Use a regular expression with the pattern <script[^<]*</script>.

5 Comments

Regular expressions to match HTML tags are ridiculously more complex than this. I don't think this is a very good answer. Why bother when all the work has been done for you by the browser already.
@Strelok OK, but the string to be parsed is "a response from a ajax call". Alex did not say that this HTML code will be inserted into the page. If it won't than you cannot use the DOM tree, and techniques based on it, like jQuery...
@kol that's simply not true. You can give a string of HTML to jQuery and it will be automatically turned into correct elements by jQuery. try it yourself.
I ran into a case where I needed to extract a nested template from another template (loaded via ajax) and I can't parse it using jQuery because the template contains images with urls that are invalid (because they contain params, that will be replaced once the template is used).

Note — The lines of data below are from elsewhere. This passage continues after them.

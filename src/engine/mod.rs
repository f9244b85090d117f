//! Engine driver
//!
//! Ties the feed, strategy manager, risk controller and position manager
//! into a periodic loop

mod driver;
mod types;

pub use driver::TradingEngine;
pub use types::{CycleReport, EngineError};
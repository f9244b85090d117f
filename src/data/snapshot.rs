//! Engine state persistence
//!
//! Snapshots are written as JSON to a temporary file next to the target and
//! renamed over it, so a crash never leaves a truncated snapshot behind.

use crate::position::{PerformanceStats, Position};
use crate::risk::PortfolioState;
use crate::strategy::StrategyState;
use chrono::{DateTime, Utc};
use serde::{Deserialize, Serialize};
use std::path::{Path, PathBuf};
use thiserror::Error;

/// Persistence errors
#[derive(Debug, Error)]
pub enum SnapshotError {
    #[error("Snapshot I/O failed: {0}")]
    Io(#[from] std::io::Error),
    #[error("Snapshot encoding failed: {0}")]
    Encoding(#[from] serde_json::Error),
}

/// Restart state for one engine instance
#[derive(Debug, Clone, Serialize, Deserialize)]
pub struct EngineSnapshot {
    pub portfolio: PortfolioState,
    pub strategies: Vec<StrategyState>,
    /// Non-terminal positions at save time, re-verified against the exchange on restore
    #[serde(default)]
    pub positions: Vec<Position>,
    #[serde(default)]
    pub performance: PerformanceStats,
    pub saved_at: DateTime<Utc>,
}

/// JSON file store for engine snapshots
#[derive(Debug, Clone)]
pub struct SnapshotStore {
    path: PathBuf,
}

impl SnapshotStore {
    pub fn new(path: impl Into<PathBuf>) -> Self {
        Self { path: path.into() }
    }

    pub fn path(&self) -> &Path {
        &self.path
    }

    /// Write a snapshot atomically
    pub async fn save(&self, snapshot: &EngineSnapshot) -> Result<(), SnapshotError> {
        if let Some(parent) = self.path.parent().filter(|p| !p.as_os_str().is_empty()) {
            tokio::fs::create_dir_all(parent).await?;
        }
        let json = serde_json::to_vec_pretty(snapshot)?;
        let tmp = self.path.with_extension("json.tmp");
        tokio::fs::write(&tmp, json).await?;
        tokio::fs::rename(&tmp, &self.path).await?;
        tracing::debug!(path = %self.path.display(), "Snapshot saved");
        Ok(())
    }

    /// Read the last snapshot, if one exists
    pub async fn load(&self) -> Result<Option<EngineSnapshot>, SnapshotError> {
        match tokio::fs::read(&self.path).await {
            Ok(bytes) => Ok(Some(serde_json::from_slice(&bytes)?)),
            Err(e) if e.kind() == std::io::ErrorKind::NotFound => Ok(None),
            Err(e) => Err(e.into()),
        }
    }
}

So there are legitimate use cases.
+1 for extracting specific elements, regex would be the most efficient way to go! the alternative seems to be parsing the entire html string into a DOM object (ie: using JQuery).
1

You can try something like:

 function getScriptsAsText() {
   var div = document.createElement('div');
   var scripts = [];
   var scriptNodes = document.getElementsByTagName('script');

   for (var i=0, iLen=scriptNodes.length; i<iLen; i++) {
     div.appendChild(scriptNodes[i].cloneNode(true));
     scripts.push(div.innerHTML);
     div.removeChild(div.firstChild);
   }
   return scripts;
 }

It returns a array of the current script elements as text, including their start and end tags.

You might also try outerHTML, but it's not that widely supported.

1 Comment

for this to work you would need to parse the html string into a document. developer.mozilla.org/en-US/docs/Code_snippets/…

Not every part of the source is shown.